(Stored data entries)
═══
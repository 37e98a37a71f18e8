//! DownloadCoordinator: the per-URL coordinator owning the segment table,
//! handing `SegmentTask`s to workers, and reconciling mid-flight splits.

use std::collections::HashMap;
use std::fs;
use std::path::PathBuf;
use std::sync::{Arc, Mutex};
use std::time::Duration;

use tracing::{debug, info, warn};

use crate::chunk;
use crate::error::DownloadError;
use crate::head;
use crate::retry::RetryPolicy;
use crate::segment::Segment;
use crate::task::SegmentTask;

pub struct DownloadCoordinator {
    pub url: String,
    pub hash: String,
    pub ext: String,
    pub buffer_path: PathBuf,
    pub content_length: u64,
    pub etag: Option<String>,
    pub accept_ranges: bool,
    pub content_disposition: Option<String>,
    headers: HashMap<String, String>,
    cookie_header: Option<String>,
    min_task_length: u64,
    table: Mutex<Vec<Segment>>,
}

impl DownloadCoordinator {
    /// Performs the HEAD probe (through `policy`) and fails immediately with
    /// a metadata error if `Content-Length` is missing or zero.
    #[allow(clippy::too_many_arguments)]
    pub fn new(
        url: String,
        buffer_path: PathBuf,
        headers: HashMap<String, String>,
        cookie_header: Option<String>,
        min_task_length: u64,
        policy: &RetryPolicy,
        connect_timeout: Duration,
        total_timeout: Duration,
    ) -> Result<Self, DownloadError> {
        let head_result = head::probe(&url, &headers, policy, connect_timeout, total_timeout).map_err(|e| {
            DownloadError::Metadata {
                url: url.clone(),
                reason: e.to_string(),
            }
        })?;

        let content_length = match head_result.content_length {
            Some(n) if n > 0 => n,
            _ => {
                return Err(DownloadError::Metadata {
                    url: url.clone(),
                    reason: "missing or zero Content-Length".to_string(),
                })
            }
        };

        let hash = chunk::sha256_str(&url);
        let ext = chunk::ext_from_url(&url);

        Ok(Self {
            hash,
            ext,
            buffer_path,
            content_length,
            etag: head_result.etag,
            accept_ranges: head_result.accept_ranges,
            content_disposition: head_result.content_disposition,
            headers,
            cookie_header,
            min_task_length: min_task_length.max(1),
            table: Mutex::new(Vec::new()),
            url,
        })
    }

    pub fn chunk_path(&self, offset: u64) -> PathBuf {
        self.buffer_path.join(chunk::chunk_file_name(&self.hash, &self.ext, offset))
    }

    pub fn target_path(&self) -> PathBuf {
        self.buffer_path.join(chunk::target_file_name(&self.hash, &self.ext))
    }

    /// Final segment offsets in ascending order, for the merge stage.
    pub fn offsets(&self) -> Vec<u64> {
        self.table.lock().unwrap().iter().map(|s| s.offset).collect()
    }

    /// Reconstructs the segment table from chunk files already on disk.
    pub fn load_buffer(&self) -> Result<(), DownloadError> {
        let mut discovered: Vec<u64> = Vec::new();
        for entry in fs::read_dir(&self.buffer_path).map_err(|e| DownloadError::fs(&self.buffer_path, e))? {
            let entry = entry.map_err(|e| DownloadError::fs(&self.buffer_path, e))?;
            let name = entry.file_name();
            let Some(name) = name.to_str() else { continue };
            if let Some(offset) = chunk::parse_chunk_file_name(name, &self.hash, &self.ext) {
                discovered.push(offset);
            }
        }

        let mut table = self.table.lock().unwrap();
        table.clear();

        if !self.accept_ranges {
            for offset in &discovered {
                let _ = fs::remove_file(self.chunk_path(*offset));
            }
            table.push(Segment::new(0, self.content_length, 0));
            info!(content_length = self.content_length, "range-unaware buffer load: single fresh segment");
            return Ok(());
        }

        discovered.sort_unstable();
        let mut segments: Vec<Segment> = Vec::with_capacity(discovered.len());
        for offset in &discovered {
            let path = self.chunk_path(*offset);
            let len = fs::metadata(&path).map_err(|e| DownloadError::fs(&path, e))?.len();
            segments.push(Segment::new(*offset, 0, len));
        }
        let n = segments.len();
        for i in 0..n {
            let next_offset = if i + 1 < n {
                segments[i + 1].offset
            } else {
                self.content_length
            };
            segments[i].target_length = next_offset - segments[i].offset;
        }
        if segments.is_empty() {
            segments.push(Segment::new(0, self.content_length, 0));
        }
        info!(segments = segments.len(), "buffer loaded from disk");
        *table = segments;
        Ok(())
    }

    /// Hands a worker its next `SegmentTask`, or `None` when there is no more
    /// work (the worker should exit).
    pub fn next_task(&self) -> Option<Arc<SegmentTask>> {
        let mut table = self.table.lock().unwrap();

        if !self.accept_ranges {
            let idx = table
                .iter()
                .position(|s| s.task.is_none() && s.completed_length < s.target_length)?;
            return Some(self.assign(&mut table, idx, false));
        }

        let mut candidates: Vec<usize> = (0..table.len())
            .filter(|&i| table[i].is_usable(self.min_task_length))
            .collect();
        candidates.sort_by_key(|&i| {
            let s = &table[i];
            (s.rank(), std::cmp::Reverse(s.target_length.saturating_sub(s.completed_length)))
        });

        for idx in candidates {
            // Re-check: nothing can have changed since we hold the table lock
            // continuously through ordering and dispatch, but keep the check
            // for clarity and to mirror the two-phase design this scheduler
            // is grounded on.
            if !table[idx].is_usable(self.min_task_length) {
                continue;
            }
            if table[idx].task.is_none() {
                return Some(self.assign(&mut table, idx, false));
            }
            if table[idx].rank() == 1 {
                if let Some(new_idx) = self.split_locked(&mut table, idx) {
                    return Some(self.assign(&mut table, new_idx, true));
                }
            }
        }
        None
    }

    fn assign(&self, table: &mut [Segment], idx: usize, assert_can_use_range: bool) -> Arc<SegmentTask> {
        let seg = &mut table[idx];
        let task = Arc::new(SegmentTask::new(
            self.url.clone(),
            self.headers.clone(),
            self.cookie_header.clone(),
            seg.offset,
            seg.offset + seg.target_length - 1,
            seg.completed_length,
            self.content_length,
            assert_can_use_range,
        ));
        seg.task = Some(Arc::clone(&task));
        task
    }

    /// Splits a live segment whose current task has proved range capability.
    /// Returns the new trailing segment's table index, or `None` if the task
    /// has already consumed the segment's tail.
    fn split_locked(&self, table: &mut Vec<Segment>, idx: usize) -> Option<usize> {
        let seg_offset = table[idx].offset;
        let seg_target_length = table[idx].target_length;
        let task = table[idx].task.clone()?;

        let splitted_end = proposed_split_end(seg_offset, seg_target_length, task.completed_length());
        let e = task.update_end(splitted_end);
        let old_end = seg_offset + seg_target_length; // exclusive upper bound

        // `e + 1 == old_end` would leave a zero-length tail segment (no chunk
        // file ever gets created for it, since nothing is ever assigned to
        // write there) — reject that case too, not just an out-of-range one.
        if e + 1 >= old_end {
            return None;
        }

        // Invariant (§3): offset + target_length must equal the next
        // segment's offset — the new end `e` is inclusive, so the shrunk
        // segment's target_length is `(e + 1) - offset`, not `e - offset`.
        table[idx].target_length = (e + 1) - seg_offset;

        let new_offset = e + 1;
        let new_target_length = old_end - new_offset;
        let mut new_segment = Segment::new(new_offset, new_target_length, 0);
        new_segment.task = None;
        table.push(new_segment);
        table.sort_by_key(|s| s.offset);
        let new_idx = table.iter().position(|s| s.offset == new_offset)?;
        debug!(parent_offset = seg_offset, new_offset, "segment split");
        Some(new_idx)
    }

    /// Called by the worker after a `SegmentTask` terminates (success,
    /// stopped, or failure), recording the bytes it wrote and freeing the
    /// segment's task slot for reassignment.
    pub fn on_task_finished(&self, offset: u64, bytes_written: u64) {
        let mut table = self.table.lock().unwrap();
        if let Some(seg) = table.iter_mut().find(|s| s.offset == offset) {
            seg.completed_length += bytes_written;
            seg.task = None;
        }
    }

    /// Signals every live task's stop flag; does not clear `segment.task`
    /// (the finishing task does that itself via `on_task_finished`).
    pub fn stop_tasks(&self) {
        let table = self.table.lock().unwrap();
        for seg in table.iter() {
            if let Some(t) = &seg.task {
                t.stop();
            }
        }
    }

    /// Recovery path when an origin that advertised ranges refuses them at
    /// GET time: promotes an eligible in-flight task to cover the whole file,
    /// stops and discards every other segment, or falls back to one fresh
    /// full-file segment if no promotion was possible.
    pub fn promote_to_full_file(&self) -> Result<(), DownloadError> {
        let mut table = self.table.lock().unwrap();

        // Only a segment starting at byte 0 can be promoted to cover the
        // whole file — `promise_is_full_task` only proves the task's *end*
        // reaches the last byte, not that it started at the first one.
        let promoted_idx = table.iter().position(|seg| {
            seg.offset == 0
                && seg
                    .task
                    .as_ref()
                    .map(|t| t.must_use_range() && t.promise_is_full_task())
                    .unwrap_or(false)
        });

        let mut to_remove: Vec<PathBuf> = Vec::new();
        for (i, seg) in table.iter().enumerate() {
            if Some(i) == promoted_idx {
                continue;
            }
            if let Some(t) = &seg.task {
                t.stop();
            }
            to_remove.push(self.chunk_path(seg.offset));
        }

        let new_table = match promoted_idx {
            Some(i) => {
                let seg = &table[i];
                let mut full = Segment::new(seg.offset, self.content_length - seg.offset, seg.completed_length);
                full.task = seg.task.clone();
                info!(offset = seg.offset, "promoted in-flight task to full-file mode");
                vec![full]
            }
            None => {
                info!("no task eligible for promotion; restarting with a fresh full-file segment");
                vec![Segment::new(0, self.content_length, 0)]
            }
        };
        *table = new_table;
        drop(table);

        for path in to_remove {
            if let Err(e) = fs::remove_file(&path) {
                if e.kind() != std::io::ErrorKind::NotFound {
                    warn!(path = %path.display(), error = %e, "failed to remove stale chunk during full-file promotion");
                }
            }
        }
        Ok(())
    }
}

/// The midpoint of a segment's remaining (not-yet-written) bytes, in
/// absolute file offsets.
fn proposed_split_end(seg_offset: u64, seg_target_length: u64, task_completed: u64) -> u64 {
    let task_offset = seg_offset + task_completed;
    let remaining = seg_target_length.saturating_sub(task_completed);
    task_offset + remaining / 2
}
═══
## TASK TO CARRY OUT
Every line in the data above that contains "HashMap" needs to be copied.

## COMPLETED TASK
use std::collections::HashMap;
    headers: HashMap<String, String>,
        headers: HashMap<String, String>,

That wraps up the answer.